MoviePass has changed its pricing scheme multiple times over the past several months, but ultimately, nothing has changed the fact that the company is burning through cash at such a rapid rate that tomorrow is no sure thing.
As a result, HMNY stock now trades under $0.20, a far cry from the $40 this stock fetched in October of last year. Indeed, at these prices, it seems like the market is just counting down the days to the MoviePass apocalypse.
Why AMC Could Bring About Doomsday For MoviePass
The MoviePass apocalypse just became much more tangible with the launch of AMC’s new monthly subscription plan, called Stubs A-List, which allows consumers to see up to 3 movies per week for $20 per month.
Indeed, I think AMC Stubs A-List will result in huge MoviePass cancellations, and significantly hamper the company’s survival odds.
The best way to explain this is through my personal experience. I love going to the movies. So do my friends.
We were all MoviePass members, and consistently go to the movies about 2 to 3 times per month. But now, we are all cancelling our MoviePass memberships and hopping on the Stubs A-List program.
Why? MoviePass was great because it was cheap. But there was nothing else great about the platform. The actual purchasing of movie tickets was a somewhat clunky and complicated process that couldn’t be done in advance.
The number of restrictions was also starting to pile up, including not being able to watch anything but a basic 2D movie without any frills and not being able to go to certain theaters because they had ended their partnership with MoviePass.
In other words, everyone loved MoviePass because it was cheap, and that was about it.
But now, AMC’s movie subscription is also really cheap, offers still great value (who sees more than 3 movies a week?), allows advance ticket purchases online, includes all movies, and has zero AMC theater restrictions.
In other words, it is cheap, and a whole bunch more.
Ultimately, AMC’s Stubs A-List program will hurt MoviePass, mostly because MoviePass has no leverage in this situation.
Its only leverage is its 3 million subscriber base, but AMC’s monthly program will steal a bunch of those subs because, realistically, consumer don’t need to see more than 3 movies a month.
Also, they like the convenience of being able to buy tickets in advance and see any movie, without restrictions.
If I’m right here, and the MoviePass sub base does dwindle as a result of AMC’s Stubs A-List program, then the MoviePass apocalypse is close.
Bottom Line on MoviePass and AMC Stock
MoviePass was a genius idea. Taking the movie theater model, simplifying it, and making it a subscription model is the future.
But MoviePass overshot itself by thinking they could gain scale, and use that scale as leverage to negotiate ticket prices down with movie theater operators.

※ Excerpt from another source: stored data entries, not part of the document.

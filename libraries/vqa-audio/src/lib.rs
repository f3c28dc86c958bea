//! Voice QA Audio
//!
//! Audio format conversion for the degradation engine.
//!
//! This crate provides:
//! - In-memory decoding via Symphonia (MP3, WAV, FLAC, OGG/Vorbis) through an
//!   ordered probe chain, downmixed to normalized mono f32
//! - Linear-interpolation resampling to a target rate
//! - Export to raw 16-bit PCM or WAV (FLAC and OGG/Vorbis behind features)
//!
//! # Example: Decoding Audio
//!
//! ```rust,no_run
//! use vqa_audio::{AudioConverter, ExportFormat};
//! use vqa_core::SampleRate;
//!
//! # fn example(bytes: &[u8]) -> Result<(), Box<dyn std::error::Error>> {
//! let converter = AudioConverter::new();
//! let buffer = converter.decode(bytes, SampleRate::SPEECH)?;
//! println!("Decoded {} samples at {}", buffer.len(), buffer.sample_rate);
//!
//! let wav = converter.encode(&buffer, ExportFormat::Wav, false)?;
//! # Ok(())
//! # }
//! ```

#![forbid(unsafe_code)]

mod converter;
pub mod decoder;
pub mod encoder;
mod error;
mod format;
pub mod resampling;

#[cfg(any(test, feature = "test-utils"))]
pub mod test_utils;

pub use converter::AudioConverter;
pub use decoder::{DecodeProbe, DecodedAudio, ProbeChain, ProbeOutcome};
pub use error::{AudioError, Result};
pub use format::ExportFormat;
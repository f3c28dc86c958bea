/// Byte-level decode/resample/encode front end
use crate::decoder::ProbeChain;
use crate::encoder;
use crate::error::Result;
use crate::format::ExportFormat;
use crate::resampling::resample_linear;
use tracing::debug;
use vqa_core::{AudioBuffer, SampleRate};

/// Converts encoded audio bytes to normalized mono buffers and back
///
/// Holds only the (immutable) probe chain, so a single converter can be
/// shared freely between threads.
pub struct AudioConverter {
    probes: ProbeChain,
}

impl AudioConverter {
    /// Create a converter using the standard probe chain
    pub fn new() -> Self {
        Self {
            probes: ProbeChain::standard(),
        }
    }

    /// Create a converter with a custom probe chain
    pub fn with_probes(probes: ProbeChain) -> Self {
        Self { probes }
    }

    /// Decode to mono at `target_rate`, resampling linearly and clipping to [-1, 1]
    ///
    /// # Errors
    /// `InvalidInput` for empty bytes, `DecodeError` when no probe parses the input.
    pub fn decode(&self, bytes: &[u8], target_rate: SampleRate) -> Result<AudioBuffer> {
        let decoded = self.probes.decode(bytes)?;
        let mut samples = resample_linear(
            &decoded.samples,
            decoded.sample_rate,
            target_rate.as_hz(),
        )?;
        for sample in &mut samples {
            *sample = sample.clamp(-1.0, 1.0);
        }

        debug!(
            source_rate = decoded.sample_rate,
            target_rate = target_rate.as_hz(),
            samples = samples.len(),
            "decoded and resampled"
        );
        Ok(AudioBuffer::new(samples, target_rate))
    }

    /// Decode to mono at the source's own sample rate
    pub fn decode_native(&self, bytes: &[u8]) -> Result<AudioBuffer> {
        let decoded = self.probes.decode(bytes)?;
        Ok(AudioBuffer::new(
            decoded.samples,
            SampleRate::new(decoded.sample_rate),
        ))
    }

    /// Encode a buffer; see [`encoder::encode`] for fallback rules
    pub fn encode(&self, buffer: &AudioBuffer, format: ExportFormat, raw: bool) -> Result<Vec<u8>> {
        encoder::encode(buffer, format, raw)
    }

    /// Duration in seconds (sample count / sample rate)
    pub fn duration(&self, buffer: &AudioBuffer) -> f64 {
        buffer.duration_secs()
    }

    /// Whether `bytes` decode to a non-empty stream with a positive sample rate
    ///
    /// Never fails; decode errors are reported as `false`.
    pub fn is_valid_format(&self, bytes: &[u8]) -> bool {
        match self.decode_native(bytes) {
            Ok(buffer) => !buffer.is_empty() && buffer.sample_rate.as_hz() > 0,
            Err(e) => {
                debug!("input is not valid audio: {}", e);
                false
            }
        }
    }
}

impl Default for AudioConverter {
    fn default() -> Self {
        Self::new()
    }
}
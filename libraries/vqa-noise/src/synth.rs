//! Colored noise synthesis
//!
//! White Gaussian noise is shaped in the frequency domain, band-limited to
//! the profile's range and peak-normalized.

use crate::error::{NoiseError, Result};
use crate::filter::bandpass_f64;
use crate::profile::{NoiseProfile, SpectralShape};
use crate::spectrum::shape_spectrum;
use rand::Rng;
use tracing::debug;
use vqa_core::{AudioBuffer, SampleRate};

/// Added to the peak before normalizing so silence does not divide by zero
pub const NORMALIZATION_EPSILON: f64 = 1e-10;

/// Longest output accepted by [`generate`], in samples
///
/// About 18.6 hours at 16 kHz.
pub const MAX_OUTPUT_SAMPLES: u64 = 1 << 30;

/// Speech envelope formants as (center Hz, width Hz, weight)
const SPEECH_FORMANTS: [(f64, f64, f64); 3] =
    [(500.0, 200.0, 1.0), (1500.0, 300.0, 0.5), (2500.0, 400.0, 0.3)];

/// One standard normal sample (Box-Muller)
pub fn standard_normal<R: Rng + ?Sized>(rng: &mut R) -> f64 {
    // gen() is in [0, 1); flip it so ln never sees zero
    let u1 = 1.0 - rng.gen::<f64>();
    let u2 = rng.gen::<f64>();
    (-2.0 * u1.ln()).sqrt() * (2.0 * std::f64::consts::PI * u2).cos()
}

/// `len` i.i.d. N(0, 1) samples
pub fn white_noise<R: Rng + ?Sized>(len: usize, rng: &mut R) -> Vec<f64> {
    (0..len).map(|_| standard_normal(rng)).collect()
}

/// Spectral gain applied to white noise for `shape` at frequency `f`
pub fn shape_gain(shape: SpectralShape, f: f64) -> f64 {
    match shape {
        SpectralShape::White => 1.0,
        SpectralShape::Pink => {
            let divisor = if f == 0.0 { 1.0 } else { f.sqrt() };
            1.0 / divisor
        }
        SpectralShape::Brown => {
            let divisor = if f == 0.0 { 1.0 } else { f };
            1.0 / divisor
        }
        SpectralShape::SpeechShaped => speech_envelope(f),
    }
}

/// Three-formant approximation of the long-term speech spectrum
pub fn speech_envelope(f: f64) -> f64 {
    SPEECH_FORMANTS
        .iter()
        .map(|&(center, width, weight)| {
            weight * (-(f - center).powi(2) / (2.0 * width * width)).exp()
        })
        .sum()
}

/// Number of samples produced for `duration_secs` at `sample_rate`
///
/// Saturates for out-of-range durations; [`generate`] rejects those first.
pub fn output_len(duration_secs: f64, sample_rate: u32) -> usize {
    (duration_secs * f64::from(sample_rate)).round() as usize
}

pub(crate) fn validate(duration_secs: f64, sample_rate: u32) -> Result<()> {
    if !duration_secs.is_finite() || duration_secs < 0.0 {
        return Err(NoiseError::InvalidDuration(duration_secs));
    }
    if sample_rate == 0 {
        return Err(NoiseError::InvalidSampleRate(sample_rate));
    }
    if (duration_secs * f64::from(sample_rate)).round() > MAX_OUTPUT_SAMPLES as f64 {
        return Err(NoiseError::InvalidDuration(duration_secs));
    }
    Ok(())
}

/// Generate `duration_secs` of noise matching `profile`
///
/// Output has `round(duration * rate)` samples with peak just under 1.0.
///
/// # Errors
/// Negative or non-finite durations, durations longer than
/// [`MAX_OUTPUT_SAMPLES`] allows, and a zero sample rate.
pub fn generate<R: Rng + ?Sized>(
    profile: &NoiseProfile,
    duration_secs: f64,
    sample_rate: u32,
    rng: &mut R,
) -> Result<AudioBuffer> {
    validate(duration_secs, sample_rate)?;
    let len = output_len(duration_secs, sample_rate);
    let rate = SampleRate::new(sample_rate);
    if len == 0 {
        return Ok(AudioBuffer::new(Vec::new(), rate));
    }

    let white = white_noise(len, rng);
    let shape = profile.spectral_shape;
    let colored = match shape {
        SpectralShape::White => white,
        _ => shape_spectrum(&white, sample_rate, |f| shape_gain(shape, f)),
    };
    let banded = bandpass_f64(&colored, profile.frequency_range, sample_rate);

    let peak = banded.iter().fold(0.0f64, |m, x| m.max(x.abs()));
    let norm = peak + NORMALIZATION_EPSILON;
    let samples: Vec<f32> = banded.iter().map(|&x| (x / norm) as f32).collect();

    debug!(
        profile = profile.key,
        shape = %shape,
        samples = samples.len(),
        "generated noise"
    );
    Ok(AudioBuffer::new(samples, rate))
}
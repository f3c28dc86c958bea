//! Voice QA Noise
//!
//! Synthetic acoustic environments for ASR robustness testing.
//!
//! This crate provides:
//! - A static catalog of vehicle, environmental and industrial noise profiles
//! - Colored noise synthesis (white, pink, brown, speech-shaped) band-limited
//!   to each profile's frequency range
//! - SNR-controlled mixing of profile noise or plain Gaussian noise
//! - Difficulty metrics and recommended SNR sweeps per profile
//!
//! Every operation is a pure function over caller-provided buffers; the only
//! randomness comes from the RNG the caller passes in.
//!
//! # Example
//!
//! ```rust
//! use rand::rngs::StdRng;
//! use rand::SeedableRng;
//! use vqa_noise::{catalog, mixer};
//!
//! let mut rng = StdRng::seed_from_u64(42);
//! let clean = vec![0.25f32; 16_000];
//! let profile = catalog::get("car_cabin_highway");
//! let degraded = mixer::apply_noise(&clean, profile, 10.0, 16_000, &mut rng).unwrap();
//! assert_eq!(degraded.len(), clean.len());
//! ```

#![forbid(unsafe_code)]

pub mod analysis;
pub mod catalog;
pub mod difficulty;
mod error;
pub mod filter;
pub mod mixer;
mod profile;
mod spectrum;
pub mod synth;

pub use difficulty::{estimated_wer_increase, metrics, ProfileMetrics};
pub use error::{NoiseError, Result};
pub use profile::{
    Difficulty, FrequencyRange, GenerationParameters, NoiseCategory, NoiseProfile, SpectralShape,
    TemporalVariation,
};
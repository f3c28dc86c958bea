//! ASR difficulty estimates per profile

use crate::catalog;
use crate::profile::{Difficulty, NoiseCategory};
use serde::Serialize;

/// Width of the recommended sweep on either side of the typical SNR
pub const SWEEP_HALF_WIDTH_DB: f64 = 10.0;

/// Finest sweep spacing; 2001 points across the recommended range
pub const MIN_SWEEP_STEP_DB: f64 = 0.01;

/// Whether `step_db` is a usable sweep spacing
pub fn is_valid_sweep_step(step_db: f64) -> bool {
    step_db.is_finite() && step_db >= MIN_SWEEP_STEP_DB
}

/// Expected word error rate increase, in percentage points
pub fn estimated_wer_increase(difficulty: Difficulty) -> f64 {
    match difficulty {
        Difficulty::Easy => 2.0,
        Difficulty::Medium => 5.0,
        Difficulty::Hard => 15.0,
        Difficulty::VeryHard => 30.0,
        Difficulty::Extreme => 50.0,
        Difficulty::Unknown => 10.0,
    }
}

/// Summary used by reporting layers to plan and read robustness runs
#[derive(Debug, Clone, PartialEq, Serialize)]
pub struct ProfileMetrics {
    pub profile_key: String,
    pub category: NoiseCategory,
    pub difficulty: Difficulty,
    pub typical_snr_db: f64,
    pub estimated_wer_increase: f64,
    /// Inclusive `(low, high)` SNR range in dB
    pub recommended_snr_range: (f64, f64),
}

impl ProfileMetrics {
    /// Points from low to high in `step_db` increments, high always included
    ///
    /// A step that fails [`is_valid_sweep_step`] yields just the two
    /// endpoints.
    pub fn sweep_points(&self, step_db: f64) -> Vec<f64> {
        let (low, high) = self.recommended_snr_range;
        if !is_valid_sweep_step(step_db) {
            return vec![low, high];
        }

        let steps = ((high - low) / step_db).floor() as usize;
        let mut points: Vec<f64> = (0..=steps).map(|i| low + i as f64 * step_db).collect();
        match points.last_mut() {
            Some(last) if (high - *last).abs() <= 1e-9 => *last = high,
            _ => points.push(high),
        }
        points
    }
}

/// Metrics for `key`; unknown keys report the sentinel's tiers
pub fn metrics(key: &str) -> ProfileMetrics {
    let profile = catalog::get(key);
    let typical = profile.typical_snr_db;
    ProfileMetrics {
        profile_key: key.to_string(),
        category: profile.category,
        difficulty: profile.difficulty,
        typical_snr_db: typical,
        estimated_wer_increase: estimated_wer_increase(profile.difficulty),
        recommended_snr_range: (typical - SWEEP_HALF_WIDTH_DB, typical + SWEEP_HALF_WIDTH_DB),
    }
}
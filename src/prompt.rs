//! Prompt rendering: `user@host:cwd$ `

use crate::shell::Shell;
use std::path::Path;

/// Build the prompt for the next line
pub fn render(shell: &Shell) -> String {
    let user = shell.env_var("USER").unwrap_or("user");
    let host = hostname::get()
        .map(|h| h.to_string_lossy().to_string())
        .unwrap_or_else(|_| "localhost".to_string());
    format!(
        "{}@{}:{}$ ",
        user,
        host,
        display_path(shell.cwd(), shell.home())
    )
}

/// `cwd` with a leading `home` shown as `~`
pub fn display_path(cwd: &Path, home: &Path) -> String {
    // A root home would turn every path into ~/...
    if home.parent().is_none() {
        return cwd.display().to_string();
    }
    match cwd.strip_prefix(home) {
        Ok(rest) if rest.as_os_str().is_empty() => "~".to_string(),
        Ok(rest) => format!("~/{}", rest.display()),
        Err(_) => cwd.display().to_string(),
    }
}
//! Command history for the `history` built-in

use std::collections::VecDeque;

pub const DEFAULT_HISTORY_SIZE: usize = 1000;

/// The most recent lines, oldest first, bounded by `limit`
#[derive(Debug, Clone)]
pub struct History {
    entries: VecDeque<String>,
    limit: usize,
}

impl Default for History {
    fn default() -> Self {
        Self::with_limit(DEFAULT_HISTORY_SIZE)
    }
}

impl History {
    pub fn with_limit(limit: usize) -> Self {
        History {
            entries: VecDeque::new(),
            limit,
        }
    }

    pub fn push(&mut self, line: impl Into<String>) {
        if self.limit == 0 {
            return;
        }
        if self.entries.len() == self.limit {
            self.entries.pop_front();
        }
        self.entries.push_back(line.into());
    }

    pub fn len(&self) -> usize {
        self.entries.len()
    }

    pub fn is_empty(&self) -> bool {
        self.entries.is_empty()
    }

    pub fn iter(&self) -> impl Iterator<Item = &str> {
        self.entries.iter().map(String::as_str)
    }

    /// `   1  line` listing, 1-indexed
    pub fn render(&self) -> String {
        self.iter()
            .enumerate()
            .map(|(i, line)| format!("{:4}  {}\n", i + 1, line))
            .collect()
    }
}

#[cfg(test)]
mod tests {
    use super::*;

    #[test]
    fn render_is_one_indexed() {
        let mut history = History::default();
        history.push("ls");
        history.push("echo hi");
        assert_eq!(history.render(), "   1  ls\n   2  echo hi\n");
    }

    #[test]
    fn oldest_entries_fall_off() {
        let mut history = History::with_limit(3);
        for line in ["a", "b", "c", "d", "e"] {
            history.push(line);
        }
        let lines: Vec<&str> = history.iter().collect();
        assert_eq!(lines, ["c", "d", "e"]);
    }

    #[test]
    fn default_keeps_a_thousand() {
        let mut history = History::default();
        for i in 0..1500 {
            history.push(i.to_string());
        }
        assert_eq!(history.len(), 1000);
        assert_eq!(history.iter().next(), Some("500"));
    }

    #[test]
    fn zero_limit_records_nothing() {
        let mut history = History::with_limit(0);
        history.push("ls");
        assert!(history.is_empty());
    }
}
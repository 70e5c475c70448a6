//! Command aliases
//!
//! An alias replaces the first token of a stage with its own whitespace-split
//! tokens. Expansion is single-pass: the replacement is never re-expanded.

use crate::parser::StageSpec;
use std::collections::BTreeMap;

/// Aliases every new shell starts with
pub const DEFAULT_ALIASES: &[(&str, &str)] = &[("ll", "ls -la"), ("la", "ls -a"), ("l", "ls -CF")];

/// Name -> replacement text, iterated in name order
#[derive(Debug, Clone, PartialEq, Eq)]
pub struct AliasTable {
    entries: BTreeMap<String, String>,
}

impl Default for AliasTable {
    fn default() -> Self {
        let mut table = AliasTable::empty();
        for (name, value) in DEFAULT_ALIASES {
            table.define(*name, *value);
        }
        table
    }
}

impl AliasTable {
    pub fn empty() -> Self {
        AliasTable {
            entries: BTreeMap::new(),
        }
    }

    pub fn define(&mut self, name: impl Into<String>, value: impl Into<String>) {
        self.entries.insert(name.into(), value.into());
    }

    pub fn get(&self, name: &str) -> Option<&str> {
        self.entries.get(name).map(String::as_str)
    }

    pub fn iter(&self) -> impl Iterator<Item = (&str, &str)> {
        self.entries.iter().map(|(k, v)| (k.as_str(), v.as_str()))
    }

    pub fn len(&self) -> usize {
        self.entries.len()
    }

    pub fn is_empty(&self) -> bool {
        self.entries.is_empty()
    }

    /// Expand the first token of `stage`, keeping the remaining tokens
    pub fn expand(&self, stage: StageSpec) -> StageSpec {
        expand(stage, self)
    }
}

/// Rewrite `stage` through `aliases`
pub fn expand(stage: StageSpec, aliases: &AliasTable) -> StageSpec {
    let replacement = match stage.program().and_then(|name| aliases.get(name)) {
        Some(value) => value,
        None => return stage,
    };

    let mut argv: Vec<String> = replacement.split_whitespace().map(String::from).collect();
    argv.extend(stage.argv.into_iter().skip(1));
    StageSpec { argv }
}
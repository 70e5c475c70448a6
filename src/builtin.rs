//! Built-in commands
//!
//! Built-ins run inside the shell process and only when they are the whole
//! command line. The job built-ins (`jobs`, `fg`, `bg`, `kill`) live in
//! `job_control`; the rest are here.

use crate::pipeline::CommandOutput;
use crate::shell::{Flow, Shell, ShellError};
use std::fmt;
use std::io;

#[derive(Debug, Clone, Copy, PartialEq, Eq, Hash)]
pub enum Builtin {
    Cd,
    Pwd,
    Jobs,
    Fg,
    Bg,
    Kill,
    History,
    Alias,
    Export,
    Exit,
}

impl Builtin {
    pub const ALL: [Builtin; 10] = [
        Builtin::Cd,
        Builtin::Pwd,
        Builtin::Jobs,
        Builtin::Fg,
        Builtin::Bg,
        Builtin::Kill,
        Builtin::History,
        Builtin::Alias,
        Builtin::Export,
        Builtin::Exit,
    ];

    pub fn from_name(name: &str) -> Option<Self> {
        match name {
            "cd" => Some(Builtin::Cd),
            "pwd" => Some(Builtin::Pwd),
            "jobs" => Some(Builtin::Jobs),
            "fg" => Some(Builtin::Fg),
            "bg" => Some(Builtin::Bg),
            "kill" => Some(Builtin::Kill),
            "history" => Some(Builtin::History),
            "alias" => Some(Builtin::Alias),
            "export" => Some(Builtin::Export),
            "exit" => Some(Builtin::Exit),
            _ => None,
        }
    }

    pub fn name(self) -> &'static str {
        match self {
            Builtin::Cd => "cd",
            Builtin::Pwd => "pwd",
            Builtin::Jobs => "jobs",
            Builtin::Fg => "fg",
            Builtin::Bg => "bg",
            Builtin::Kill => "kill",
            Builtin::History => "history",
            Builtin::Alias => "alias",
            Builtin::Export => "export",
            Builtin::Exit => "exit",
        }
    }
}

impl fmt::Display for Builtin {
    fn fmt(&self, f: &mut fmt::Formatter<'_>) -> fmt::Result {
        f.write_str(self.name())
    }
}

impl Shell {
    pub(crate) fn run_builtin(
        &mut self,
        builtin: Builtin,
        args: &[String],
    ) -> Result<Flow, ShellError> {
        tracing::debug!(builtin = %builtin, ?args, "running builtin");
        let output = match builtin {
            Builtin::Cd => self.builtin_cd(args)?,
            Builtin::Pwd => self.builtin_pwd(),
            Builtin::Jobs => self.builtin_jobs(args),
            Builtin::Fg => self.builtin_fg(args)?,
            Builtin::Bg => self.builtin_bg(args),
            Builtin::Kill => self.builtin_kill(args)?,
            Builtin::History => self.builtin_history(),
            Builtin::Alias => self.builtin_alias(args)?,
            Builtin::Export => self.builtin_export(args)?,
            Builtin::Exit => return Ok(Flow::Exit),
        };
        Ok(Flow::Continue(output))
    }

    fn builtin_cd(&mut self, args: &[String]) -> Result<CommandOutput, ShellError> {
        let (shown, target) = match args.first() {
            Some(arg) => (arg.clone(), self.resolve_path(arg)),
            None => (self.home.display().to_string(), self.home.clone()),
        };

        let canonical = target.canonicalize().map_err(|e| ShellError::Cd {
            path: shown.clone().into(),
            reason: io_reason(&e),
        })?;

        if !canonical.is_dir() {
            return Err(ShellError::Cd {
                path: shown.into(),
                reason: "Not a directory".to_string(),
            });
        }

        self.env
            .insert("PWD".to_string(), canonical.display().to_string());
        self.cwd = canonical;
        Ok(CommandOutput::default())
    }

    fn builtin_pwd(&self) -> CommandOutput {
        CommandOutput::text(format!("{}\n", self.cwd.display()))
    }

    fn builtin_history(&self) -> CommandOutput {
        CommandOutput::text(self.history.render())
    }

    fn builtin_alias(&mut self, args: &[String]) -> Result<CommandOutput, ShellError> {
        if args.is_empty() {
            let listing: String = self
                .aliases
                .iter()
                .map(|(name, value)| format!("alias {}='{}'\n", name, value))
                .collect();
            return Ok(CommandOutput::text(listing));
        }

        // The parser split the value on whitespace; put it back together
        let joined = args.join(" ");
        if let Some((name, value)) = joined.split_once('=') {
            let name = name.trim();
            if name.is_empty() || name.contains(char::is_whitespace) {
                return Err(ShellError::Usage("alias: usage: alias [name[=value]]"));
            }
            self.aliases.define(name, strip_quotes(value.trim()));
            return Ok(CommandOutput::default());
        }

        let mut shown = String::new();
        for name in args {
            let value = self
                .aliases
                .get(name)
                .ok_or_else(|| ShellError::AliasNotFound(name.clone()))?;
            shown.push_str(&format!("alias {}='{}'\n", name, value));
        }
        Ok(CommandOutput::text(shown))
    }

    fn builtin_export(&mut self, args: &[String]) -> Result<CommandOutput, ShellError> {
        if args.is_empty() {
            let listing: String = self
                .env
                .iter()
                .map(|(key, value)| format!("{}={}\n", key, value))
                .collect();
            return Ok(CommandOutput::text(listing));
        }

        let mut shown = String::new();
        for arg in args {
            match arg.split_once('=') {
                Some(("", _)) => {
                    return Err(ShellError::Usage("export: usage: export [NAME=value ...]"))
                }
                Some((key, value)) => {
                    self.env.insert(key.to_string(), value.to_string());
                }
                None => {
                    if let Some(value) = self.env.get(arg) {
                        shown.push_str(&format!("{}={}\n", arg, value));
                    }
                }
            }
        }
        Ok(CommandOutput::text(shown))
    }
}

fn io_reason(e: &io::Error) -> String {
    match e.kind() {
        io::ErrorKind::NotFound => "No such file or directory".to_string(),
        io::ErrorKind::PermissionDenied => "Permission denied".to_string(),
        _ => e.to_string(),
    }
}

/// Drop one matching pair of surrounding quotes
fn strip_quotes(value: &str) -> &str {
    for quote in ['\'', '"'] {
        if let Some(inner) = value
            .strip_prefix(quote)
            .and_then(|rest| rest.strip_suffix(quote))
        {
            return inner;
        }
    }
    value
}

#[cfg(test)]
mod tests {
    use super::*;
    use std::path::Path;

    fn shell_in(dir: &Path) -> Shell {
        Shell::default().with_cwd(dir)
    }

    fn run(shell: &mut Shell, line: &str) -> Result<CommandOutput, ShellError> {
        match shell.execute_line(line)? {
            Flow::Continue(output) => Ok(output),
            Flow::Exit => panic!("unexpected exit"),
        }
    }

    #[test]
    fn names_round_trip() {
        for builtin in Builtin::ALL {
            assert_eq!(Builtin::from_name(builtin.name()), Some(builtin));
        }
        assert_eq!(Builtin::from_name("ls"), None);
    }

    #[test]
    fn cd_changes_shell_directory_only() {
        let dir = tempfile::tempdir().unwrap();
        std::fs::create_dir(dir.path().join("sub")).unwrap();
        let before = std::env::current_dir().unwrap();

        let mut shell = shell_in(dir.path());
        run(&mut shell, "cd sub").unwrap();
        let expected = dir.path().join("sub").canonicalize().unwrap();
        assert_eq!(shell.cwd(), expected);
        assert_eq!(shell.env_var("PWD"), Some(expected.to_str().unwrap()));
        assert_eq!(std::env::current_dir().unwrap(), before);

        let out = run(&mut shell, "pwd").unwrap();
        assert_eq!(out.stdout_text(), format!("{}\n", expected.display()));
    }

    #[test]
    fn cd_without_argument_goes_home() {
        let home = tempfile::tempdir().unwrap();
        let mut shell = Shell::default();
        shell.home = home.path().to_path_buf();
        run(&mut shell, "cd").unwrap();
        assert_eq!(shell.cwd(), home.path().canonicalize().unwrap());
    }

    #[test]
    fn cd_to_missing_directory_keeps_cwd() {
        let dir = tempfile::tempdir().unwrap();
        let mut shell = shell_in(dir.path());
        let err = run(&mut shell, "cd nope").unwrap_err();
        assert_eq!(err.to_string(), "cd: nope: No such file or directory");
        assert_eq!(shell.cwd(), dir.path());
        assert_eq!(shell.last_exit_code(), 1);
    }

    #[test]
    fn cd_to_file_is_not_a_directory() {
        let dir = tempfile::tempdir().unwrap();
        std::fs::write(dir.path().join("f"), "").unwrap();
        let mut shell = shell_in(dir.path());
        let err = run(&mut shell, "cd f").unwrap_err();
        assert_eq!(err.to_string(), "cd: f: Not a directory");
    }

    #[test]
    fn external_commands_run_in_shell_cwd() {
        let dir = tempfile::tempdir().unwrap();
        std::fs::create_dir(dir.path().join("inner")).unwrap();
        std::fs::write(dir.path().join("inner").join("marker"), "").unwrap();
        let mut shell = shell_in(dir.path());
        run(&mut shell, "cd inner").unwrap();
        assert_eq!(run(&mut shell, "ls").unwrap().stdout_text(), "marker\n");
    }

    #[test]
    fn alias_lists_defaults_sorted() {
        let mut shell = Shell::default();
        let out = run(&mut shell, "alias").unwrap();
        assert_eq!(
            out.stdout_text(),
            "alias l='ls -CF'\nalias la='ls -a'\nalias ll='ls -la'\n"
        );
    }

    #[test]
    fn alias_defines_quoted_value_with_spaces() {
        let mut shell = Shell::default();
        run(&mut shell, "alias greet='echo hello there'").unwrap();
        assert_eq!(shell.aliases().get("greet"), Some("echo hello there"));
        assert_eq!(run(&mut shell, "greet").unwrap().stdout_text(), "hello there\n");
        assert_eq!(
            run(&mut shell, "alias greet").unwrap().stdout_text(),
            "alias greet='echo hello there'\n"
        );
    }

    #[test]
    fn alias_show_unknown_is_an_error() {
        let mut shell = Shell::default();
        let err = run(&mut shell, "alias nope").unwrap_err();
        assert_eq!(err.to_string(), "alias: nope: not found");
    }

    #[test]
    fn alias_with_empty_name_is_rejected() {
        let mut shell = Shell::default();
        assert!(matches!(
            run(&mut shell, "alias =x"),
            Err(ShellError::Usage(_))
        ));
    }

    #[test]
    fn export_sets_env_for_children() {
        let dir = tempfile::tempdir().unwrap();
        let mut shell = shell_in(dir.path());
        run(&mut shell, "export JOBSH_TEST_VALUE=42").unwrap();
        assert!(std::env::var("JOBSH_TEST_VALUE").is_err());
        assert_eq!(
            run(&mut shell, "export JOBSH_TEST_VALUE").unwrap().stdout_text(),
            "JOBSH_TEST_VALUE=42\n"
        );
        let out = run(&mut shell, "printenv JOBSH_TEST_VALUE").unwrap();
        assert_eq!(out.stdout_text(), "42\n");
    }

    #[test]
    fn export_without_arguments_lists_sorted() {
        let mut shell = Shell::default();
        shell.env.clear();
        shell.env.insert("B".into(), "2".into());
        shell.env.insert("A".into(), "1".into());
        assert_eq!(run(&mut shell, "export").unwrap().stdout_text(), "A=1\nB=2\n");
    }

    #[test]
    fn history_is_numbered() {
        let mut shell = Shell::default();
        shell.record_history("echo a");
        shell.record_history("history");
        assert_eq!(
            run(&mut shell, "history").unwrap().stdout_text(),
            "   1  echo a\n   2  history\n"
        );
    }

    #[test]
    fn builtins_ignore_redirect_and_background() {
        let dir = tempfile::tempdir().unwrap();
        let mut shell = shell_in(dir.path());
        let out = run(&mut shell, "pwd > where.txt &").unwrap();
        assert_eq!(out.stdout_text(), format!("{}\n", dir.path().display()));
        assert!(!dir.path().join("where.txt").exists());
        assert!(shell.jobs().is_empty());
    }

    #[test]
    fn strip_quotes_removes_one_matching_pair() {
        assert_eq!(strip_quotes("'a b'"), "a b");
        assert_eq!(strip_quotes("\"a\""), "a");
        assert_eq!(strip_quotes("'a\""), "'a\"");
        assert_eq!(strip_quotes("plain"), "plain");
    }
}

After all, movie theater operators own all the content, distribution, and venues, so they have most of the leverage.
Now, movie theater operators are adopting the subscription model at more sustainable price points, and that will ultimately erode any leverage MoviePass had in the first place.
Investment takeaway? Avoid HMNY. Buy AMC stock.
As of this writing, Luke Lango was long AMC.